KT-843

Calprotectin Sample Collection Kit

Fecal sample is used for many clinical laboratories test in disease diagnosis and monitoring. The most popular tests include Fecal Occult Blood test, fecal Calprotectin test, fecal Pancreatic Elastase 1 test, fecal Helicobacter pylori antigen test, fecal Giardia and cryptosporidium antigen tests, etc. However, unlike serum and plasma-based test, fecal sample requires collection and extraction before testing. The tradition way of accurate fecal sample collection extraction involves weighing stool on an analytical scale and extracted with a calculated volume of buffer. Epitope Diagnostics has invented a Stool Sample Quantitative Collection and Extraction Device (sQED, US Patent issued).
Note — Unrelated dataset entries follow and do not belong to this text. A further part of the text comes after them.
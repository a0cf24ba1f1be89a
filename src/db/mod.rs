// src/db/mod.rs

//! Install database
//!
//! A SQLite file records every installed concrete spec by DAG hash, with
//! its stored spec, install prefix, explicit flag and reference count (the
//! number of installed specs that depend on it). Records are append-only
//! per hash: installing the same hash twice is an error, and a record can
//! only be removed once nothing depends on it.
//!
//! Every write runs inside a transaction while holding the cross-process
//! [`DbLock`]. Builds never hold the lock; instead a builder claims a hash
//! with an in-progress marker, which other builders respect until it is
//! released or grows older than the configured timeout.

mod lock;
mod migrations;
pub mod models;
pub mod paths;
pub mod schema;

pub use lock::DbLock;
pub use models::{InProgressMarker, InstallRecord, SPEC_FORMAT};

use crate::concretize::InstalledLookup;
use crate::config::LocksSection;
use crate::error::{Error, Result};
use crate::hash::Hash;
use crate::spec::{AbstractSpec, ConcreteGraph};
use chrono::{DateTime, Utc};
use rusqlite::{Connection, Transaction};
use std::path::{Path, PathBuf};
use std::time::Duration;
use tracing::{debug, info, warn};

/// How long SQLite waits on its own file lock before failing a read
const BUSY_TIMEOUT: Duration = Duration::from_secs(5);

/// Outcome of trying to claim a hash for building
#[derive(Debug, Clone, PartialEq)]
pub enum Claim {
    /// The caller now holds the marker and should build
    Acquired,
    /// Someone already installed it
    Installed(Box<InstallRecord>),
    /// Another builder holds a live marker
    Busy {
        holder: String,
        since: DateTime<Utc>,
    },
}

/// Handle on the install database file
#[derive(Debug, Clone)]
pub struct InstallDatabase {
    path: PathBuf,
    locks: LocksSection,
}

impl InstallDatabase {
    /// Open (creating if needed) and migrate the database at `path`
    pub fn open(path: impl Into<PathBuf>, locks: LocksSection) -> Result<Self> {
        let path = path.into();
        let dir = paths::db_dir(&path);
        std::fs::create_dir_all(&dir).map_err(|e| {
            Error::IoError(format!("Failed to create database directory {}: {}", dir.display(), e))
        })?;

        let db = Self { path, locks };
        db.write(|tx| schema::migrate(tx))?;
        debug!("Opened install database {}", db.path.display());
        Ok(db)
    }

    pub fn path(&self) -> &Path {
        &self.path
    }

    fn connect(&self) -> Result<Connection> {
        let conn = Connection::open(&self.path)?;
        conn.busy_timeout(BUSY_TIMEOUT)?;
        conn.pragma_update(None, "foreign_keys", true)?;
        Ok(conn)
    }

    fn read<T>(&self, f: impl FnOnce(&Connection) -> Result<T>) -> Result<T> {
        let conn = self.connect()?;
        f(&conn)
    }

    /// Run `f` in a transaction while holding the exclusive lock
    fn write<T>(&self, f: impl FnOnce(&Transaction) -> Result<T>) -> Result<T> {
        let _lock = DbLock::acquire(&paths::lock_path(&self.path), &self.locks)?;
        let mut conn = self.connect()?;
        let tx = conn.transaction()?;
        let value = f(&tx)?;
        tx.commit()?;
        Ok(value)
    }

    /// Look up a record by full hash
    pub fn lookup(&self, hash: &Hash) -> Result<Option<InstallRecord>> {
        self.read(|conn| InstallRecord::find_by_hash(conn, hash))
    }

    /// Record a successful install of one package of a concrete graph
    ///
    /// Every direct dependency must already be recorded; each of them gains
    /// a reference. Fails with `AlreadyInstalled` if the hash exists.
    pub fn record(
        &self,
        graph: &ConcreteGraph,
        name: &str,
        prefix: &Path,
        explicit: bool,
    ) -> Result<InstallRecord> {
        let root = graph
            .spec(name)
            .ok_or_else(|| Error::NotFound(format!("{} is not part of the graph", name)))?;
        let record = InstallRecord::new(graph, name, prefix.to_path_buf(), explicit)
            .ok_or_else(|| Error::NotFound(format!("{} is not part of the graph", name)))?;
        let dependencies: Vec<(String, Hash)> = root
            .dependencies()
            .map(|(dep, _)| (dep.name().to_string(), dep.dag_hash()))
            .collect();

        self.write(|tx| {
            if InstallRecord::find_by_hash(tx, &record.hash)?.is_some() {
                return Err(Error::AlreadyInstalled(format!(
                    "{}/{}",
                    record.name,
                    record.hash.short()
                )));
            }
            for (dep_name, dep_hash) in &dependencies {
                if InstallRecord::find_by_hash(tx, dep_hash)?.is_none() {
                    return Err(Error::NotFound(format!(
                        "Dependency {}/{} of {} is not installed",
                        dep_name,
                        dep_hash.short(),
                        record.name
                    )));
                }
            }

            record.insert(tx)?;
            for (_, dep_hash) in &dependencies {
                InstallRecord::insert_dependency(tx, &record.hash, dep_hash)?;
                InstallRecord::adjust_ref_count(tx, dep_hash.as_str(), 1)?;
            }
            InProgressMarker::delete(tx, &record.hash)?;
            Ok(())
        })?;

        info!(
            "Recorded {}@{}/{} at {}",
            record.name,
            record.version,
            record.hash.short(),
            record.prefix.display()
        );
        Ok(record)
    }

    /// Add a reference to a record; returns the new count
    pub fn increment_ref(&self, hash: &Hash) -> Result<i64> {
        self.write(|tx| {
            InstallRecord::adjust_ref_count(tx, hash.as_str(), 1)?
                .ok_or_else(|| Error::NotFound(format!("No installed spec with hash {}", hash)))
        })
    }

    /// Drop a reference from a record; returns the new count
    pub fn decrement_ref(&self, hash: &Hash) -> Result<i64> {
        self.write(|tx| {
            let current = InstallRecord::find_by_hash(tx, hash)?
                .ok_or_else(|| Error::NotFound(format!("No installed spec with hash {}", hash)))?;
            if current.ref_count == 0 {
                warn!("Reference count of {} is already zero", hash.short());
                return Ok(0);
            }
            Ok(InstallRecord::adjust_ref_count(tx, hash.as_str(), -1)?.unwrap_or(0))
        })
    }

    /// Mark a record as explicitly requested
    pub fn mark_explicit(&self, hash: &Hash) -> Result<()> {
        self.write(|tx| InstallRecord::set_explicit(tx, hash, true))
    }

    /// Remove a record nothing depends on
    ///
    /// Releases the references it held on its dependencies. The prefix on
    /// disk is left for the caller.
    pub fn remove(&self, hash: &Hash) -> Result<InstallRecord> {
        let record = self.write(|tx| {
            let record = InstallRecord::find_by_hash(tx, hash)?
                .ok_or_else(|| Error::NotFound(format!("No installed spec with hash {}", hash)))?;
            if record.ref_count > 0 {
                let dependents = InstallRecord::find_dependents(tx, hash)?
                    .iter()
                    .map(|r| format!("{}@{}/{}", r.name, r.version, r.hash.short()))
                    .collect();
                return Err(Error::StillReferenced {
                    hash: format!("{}/{}", record.name, hash.short()),
                    ref_count: record.ref_count,
                    dependents,
                });
            }

            for dep_hash in InstallRecord::dependency_hashes(tx, hash)? {
                InstallRecord::adjust_ref_count(tx, &dep_hash, -1)?;
            }
            InstallRecord::delete(tx, hash)?;
            Ok(record)
        })?;

        info!("Removed {}@{}/{}", record.name, record.version, hash.short());
        Ok(record)
    }

    /// Installed records that directly depend on `hash`
    pub fn dependents(&self, hash: &Hash) -> Result<Vec<InstallRecord>> {
        self.read(|conn| InstallRecord::find_dependents(conn, hash))
    }

    /// Claim `hash` for building
    ///
    /// A marker older than the configured timeout belongs to a builder that
    /// died; it is cleared and the claim succeeds.
    pub fn claim(&self, hash: &Hash, holder: &str) -> Result<Claim> {
        let timeout = self.locks.in_progress_timeout();
        self.write(|tx| {
            if let Some(record) = InstallRecord::find_by_hash(tx, hash)? {
                return Ok(Claim::Installed(Box::new(record)));
            }
            if let Some(marker) = InProgressMarker::find(tx, hash)? {
                if marker.holder != holder {
                    let age = Utc::now()
                        .signed_duration_since(marker.acquired_at)
                        .to_std()
                        .unwrap_or_default();
                    if age < timeout {
                        return Ok(Claim::Busy {
                            holder: marker.holder,
                            since: marker.acquired_at,
                        });
                    }
                    warn!(
                        "Clearing stale in-progress marker for {} held by {} since {}",
                        hash.short(),
                        marker.holder,
                        marker.acquired_at.to_rfc3339()
                    );
                }
            }
            InProgressMarker::new(hash, holder).insert(tx)?;
            Ok(Claim::Acquired)
        })
    }

    /// Renew a claim so it is not mistaken for a dead builder's
    ///
    /// Returns `false` when `holder` no longer owns the marker.
    pub fn refresh_claim(&self, hash: &Hash, holder: &str) -> Result<bool> {
        self.write(|tx| InProgressMarker::touch(tx, hash, holder))
    }

    /// Age after which another builder may take over a claim
    pub fn claim_timeout(&self) -> Duration {
        self.locks.in_progress_timeout()
    }

    /// Drop a claim taken with [`claim`](Self::claim)
    pub fn release(&self, hash: &Hash, holder: &str) -> Result<()> {
        let released = self.write(|tx| InProgressMarker::release(tx, hash, holder))?;
        if !released {
            debug!("No in-progress marker for {} held by {}", hash.short(), holder);
        }
        Ok(())
    }

    /// Find installs matching a query
    ///
    /// `/<prefix>` matches by hash prefix; anything else is parsed as a spec
    /// and matched against each install's stored spec.
    pub fn query(&self, query: &str) -> Result<Vec<InstallRecord>> {
        let query = query.trim();
        if let Some(prefix) = query.strip_prefix('/') {
            if prefix.is_empty() {
                return Err(Error::ParseError("Empty hash prefix".to_string()));
            }
            return self.read(|conn| InstallRecord::find_by_hash_prefix(conn, prefix));
        }

        let spec = AbstractSpec::parse(query)?;
        let candidates = match spec.name.as_deref() {
            Some(name) => self.read(|conn| InstallRecord::find_by_name(conn, name))?,
            None => self.list(false)?,
        };
        Ok(candidates
            .into_iter()
            .filter(|record| record.root().is_some_and(|root| root.satisfies(&spec)))
            .collect())
    }

    /// All records, or only explicit ones
    pub fn list(&self, explicit_only: bool) -> Result<Vec<InstallRecord>> {
        self.read(|conn| InstallRecord::list_all(conn, explicit_only))
    }
}

impl InstalledLookup for InstallDatabase {
    fn installed(&self, name: &str) -> Result<Vec<ConcreteGraph>> {
        let records = self.read(|conn| InstallRecord::find_by_name(conn, name))?;
        Ok(records.into_iter().map(|record| record.spec).collect())
    }
}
This sQED provide convenient and accurate collection and quantitative extraction of stool specimen without the traditional weighing process.  Moreover, this device standardizes the collection process and the extracted sample can be directly used for automated immunoassay system. The kit (KT-843) on this page uses this sQED with prefilled extraction buffer.

Description

This Calprotectin Sample Collection Kit is intended to be used with the EDI Quantitative Fecal Calprotectin ELISA Kit and Chemiluminescence Kit for measurement of human calprotectin (S100A8/A9). Each unit in this kit is specifically designed for easy collection of a small amount of stool sample into a pre-filled sample extraction buffer.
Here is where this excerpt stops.